One of the many weaknesses in my tennis game - in addition to my forehand, backhand and serve - is my inability to show up for a match with a Thermos-full of water. I'm invariably scampering to the clubhouse by the second set, looking for a supplementary beverage. I tend to drink whatever's blue. My husband likes green.
But when we played this summer at Amy Yee Tennis Center, I couldn't find a drink fitting either description. That's because the city in 2009 started phasing out sugary snacks at parks and community centers, a process that was completed in 2010 and endorsed this week by city council in an 8-1 vote to retain its current vendor.
Although Compass Foods USA's previous contract didn't require it to serve only foods categorized as "healthier" or "healthiest," the vendor complied with the city's request that it remove yogurt-coated nuts, trail mix with chocolate and sports drinks from its vending machines.

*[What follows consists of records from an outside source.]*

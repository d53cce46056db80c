use std::sync::Arc;

use tracing::{debug, info};
use uuid::Uuid;

use shared_utils::Clock;

use crate::models::{
    CreatePatientRequest, Patient, PatientError, PatientPage, PatientSearchQuery,
    UpdatePatientRequest,
};
use crate::store::PatientStore;

const MAX_PAGE_SIZE: i64 = 100;

pub struct PatientService {
    store: Arc<dyn PatientStore>,
    clock: Arc<dyn Clock>,
}

impl PatientService {
    pub fn new(store: Arc<dyn PatientStore>, clock: Arc<dyn Clock>) -> Self {
        Self { store, clock }
    }

    pub async fn create(&self, request: CreatePatientRequest) -> Result<Patient, PatientError> {
        let record_number = required(&request.record_number, "record_number")?;
        let first_name = required(&request.first_name, "first_name")?;
        let last_name = required(&request.last_name, "last_name")?;
        validate_age(request.age)?;

        let mut tx = self.store.begin().await?;

        if let Some(existing) = tx.find_record_number(&record_number).await? {
            debug!("Record number {} already taken by {}", record_number, existing);
            tx.rollback().await?;
            return Err(PatientError::DuplicateRecordNumber(record_number));
        }

        let now = self.clock.now();
        let patient = Patient {
            id: Uuid::new_v4(),
            record_number,
            first_name,
            last_name,
            age: request.age,
            address: optional(request.address),
            phone: optional(request.phone),
            active: true,
            created_at: now,
            updated_at: now,
        };

        tx.upsert(&patient).await?;
        tx.commit().await?;

        info!("Patient {} registered", patient.id);
        Ok(patient)
    }

    /// Active-only read; deactivated patients behave as absent.
    pub async fn get(&self, id: Uuid) -> Result<Patient, PatientError> {
        match self.store.get(id).await? {
            Some(patient) if patient.active => Ok(patient),
            _ => Err(PatientError::NotFound),
        }
    }

    pub async fn search(&self, query: PatientSearchQuery) -> Result<PatientPage, PatientError> {
        let page = query.page.unwrap_or(1).max(1);
        let limit = query.limit.unwrap_or(10).clamp(1, MAX_PAGE_SIZE);

        let (patients, total) = self
            .store
            .search(query.search.as_deref(), page, limit)
            .await?;

        Ok(PatientPage {
            patients,
            page,
            limit,
            total,
        })
    }

    pub async fn update(
        &self,
        id: Uuid,
        request: UpdatePatientRequest,
    ) -> Result<Patient, PatientError> {
        validate_age(request.age)?;
        if let Some(name) = &request.first_name {
            required(name, "first_name")?;
        }
        if let Some(name) = &request.last_name {
            required(name, "last_name")?;
        }

        let mut tx = self.store.begin().await?;

        let mut patient = match tx.get(id).await? {
            Some(p) if p.active => p,
            _ => {
                tx.rollback().await?;
                return Err(PatientError::NotFound);
            }
        };

        if let Some(first_name) = request.first_name {
            patient.first_name = first_name.trim().to_string();
        }
        if let Some(last_name) = request.last_name {
            patient.last_name = last_name.trim().to_string();
        }
        if let Some(age) = request.age {
            patient.age = Some(age);
        }
        if let Some(address) = request.address {
            patient.address = optional(Some(address));
        }
        if let Some(phone) = request.phone {
            patient.phone = optional(Some(phone));
        }
        patient.updated_at = self.clock.now();

        tx.upsert(&patient).await?;
        tx.commit().await?;

        Ok(patient)
    }

    /// Soft delete: the record survives but drops out of every active-only
    /// read, including the scheduler's subject lookups.
    pub async fn deactivate(&self, id: Uuid) -> Result<(), PatientError> {
        let mut tx = self.store.begin().await?;

        let mut patient = match tx.get(id).await? {
            Some(p) if p.active => p,
            _ => {
                tx.rollback().await?;
                return Err(PatientError::NotFound);
            }
        };

        patient.active = false;
        patient.updated_at = self.clock.now();

        tx.upsert(&patient).await?;
        tx.commit().await?;

        info!("Patient {} deactivated", id);
        Ok(())
    }
}

fn required(value: &str, field: &str) -> Result<String, PatientError> {
    let trimmed = value.trim();
    if trimmed.is_empty() {
        return Err(PatientError::Validation(format!("{} is required", field)));
    }
    Ok(trimmed.to_string())
}

fn optional(value: Option<String>) -> Option<String> {
    value
        .map(|v| v.trim().to_string())
        .filter(|v| !v.is_empty())
}

fn validate_age(age: Option<i32>) -> Result<(), PatientError> {
    if let Some(age) = age {
        if !(0..=120).contains(&age) {
            return Err(PatientError::Validation(
                "age must be between 0 and 120".to_string(),
            ));
        }
    }
    Ok(())
}
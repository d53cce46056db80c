pub mod chart;

pub use chart::ChartService;
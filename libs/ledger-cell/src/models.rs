use chrono::{DateTime, NaiveDate, Utc};
use serde::{Deserialize, Serialize};
use uuid::Uuid;

// All monetary values are integer minor units (cents) so ledger sums stay
// exact under arithmetic.

// ==============================================================================
// LEDGER AGGREGATE
// ==============================================================================

#[derive(Debug, Clone, PartialEq, Eq, Serialize, Deserialize)]
pub struct Ledger {
    pub id: Uuid,
    /// Owning clinical chart; at most one ledger per chart.
    pub chart_id: Uuid,
    pub total_cents: i64,
    pub total_paid_cents: i64,
    /// Maintained as `total - total_paid` on every mutation; clients read
    /// this field, they never recompute it.
    pub balance_cents: i64,
    pub created_at: DateTime<Utc>,
    pub updated_at: DateTime<Utc>,
}

impl Ledger {
    /// Payment band derived from the aggregate fields. Deliberately not a
    /// persisted status: `pay` and `replace_line_items` move the ledger
    /// between bands purely by changing the sums.
    pub fn settlement(&self) -> Settlement {
        if self.balance_cents == 0 && self.total_paid_cents > 0 {
            Settlement::Settled
        } else if self.total_paid_cents == 0 {
            Settlement::OpenUnpaid
        } else {
            Settlement::PartiallyPaid
        }
    }
}

#[derive(Debug, Clone, Copy, PartialEq, Eq, Serialize, Deserialize)]
#[serde(rename_all = "snake_case")]
pub enum Settlement {
    OpenUnpaid,
    PartiallyPaid,
    Settled,
}

#[derive(Debug, Clone, PartialEq, Eq, Serialize, Deserialize)]
pub struct LineItem {
    pub id: Uuid,
    pub ledger_id: Uuid,
    pub sequence: i32,
    pub description: String,
    pub unit_cost_cents: i64,
    pub quantity: i32,
    pub line_total_cents: i64,
}

/// Immutable movement record. Never updated after insertion; the running
/// balances are captured at payment time.
#[derive(Debug, Clone, PartialEq, Eq, Serialize, Deserialize)]
pub struct Payment {
    pub id: Uuid,
    pub ledger_id: Uuid,
    pub amount_cents: i64,
    pub date: NaiveDate,
    pub note: Option<String>,
    pub balance_before_cents: i64,
    pub balance_after_cents: i64,
    pub created_at: DateTime<Utc>,
}

// ==============================================================================
// REQUEST/RESPONSE MODELS
// ==============================================================================

#[derive(Debug, Clone, Deserialize)]
pub struct LineItemDraft {
    pub sequence: i32,
    pub description: String,
    pub unit_cost_cents: i64,
    /// Defaults to 1 when omitted.
    pub quantity: Option<i32>,
}

#[derive(Debug, Clone, Deserialize)]
pub struct OpenLedgerRequest {
    pub chart_id: Uuid,
    pub line_items: Vec<LineItemDraft>,
}

#[derive(Debug, Clone, Deserialize)]
pub struct ReplaceLineItemsRequest {
    pub line_items: Vec<LineItemDraft>,
}

#[derive(Debug, Clone, Deserialize)]
pub struct RecordPaymentRequest {
    pub amount_cents: i64,
    /// Defaults to today when omitted.
    pub date: Option<NaiveDate>,
    pub note: Option<String>,
}

/// Aggregate read: line items sequence-ascending, payments most recent
/// first.
#[derive(Debug, Clone, Serialize)]
pub struct LedgerView {
    pub ledger: Ledger,
    pub settlement: Settlement,
    pub line_items: Vec<LineItem>,
    pub payments: Vec<Payment>,
}

impl LedgerView {
    pub fn new(ledger: Ledger, line_items: Vec<LineItem>, payments: Vec<Payment>) -> Self {
        let settlement = ledger.settlement();
        Self {
            ledger,
            settlement,
            line_items,
            payments,
        }
    }
}

/// Result of a successful payment: the movement plus the updated summary.
#[derive(Debug, Clone, Serialize)]
pub struct PaymentReceipt {
    pub payment: Payment,
    pub ledger: Ledger,
    pub settlement: Settlement,
}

"We started ahead of approval of the contract," Parks and Recreation spokeswoman Dewey Potter explains.
Potter says the department hasn't received any complaints from athletes who, like me, buy into studies suggesting high levels of carbs and caffeine can enhance performance (remember, my forehand's tragic.)
"I haven't heard any complaints, and I am the complaint department," Potter says. "I don't think anyone's noticed. So many people bring their own drinks."
Compass' new five-year contract obligates the company to honor the city's healthy standards. Pork rinds, herbal waters and toaster pastries are permanently out at Seattle parks.
Councilwoman Sally Clark voted against the contract, arguing the restrictions amounted to unjust paternalism.
"It's not because I want to run out and buy a bag of Doritos," Clark said before the vote. "Child and adult obesity are serious problems, but options and choices are what I'm looking for."
For thirsty tennis players, those choices now include only milk, water, juice, low-calorie iced tea and diet soda. Chocolate milk - recently touted by University of Texas researchers as the ideal post-workout recovery drink - also made the safe list.
"What is important to note about this action is that Seattle Parks is out front on this issue," says Potter, who anticipates other city agencies will soon adopt similar snack rules.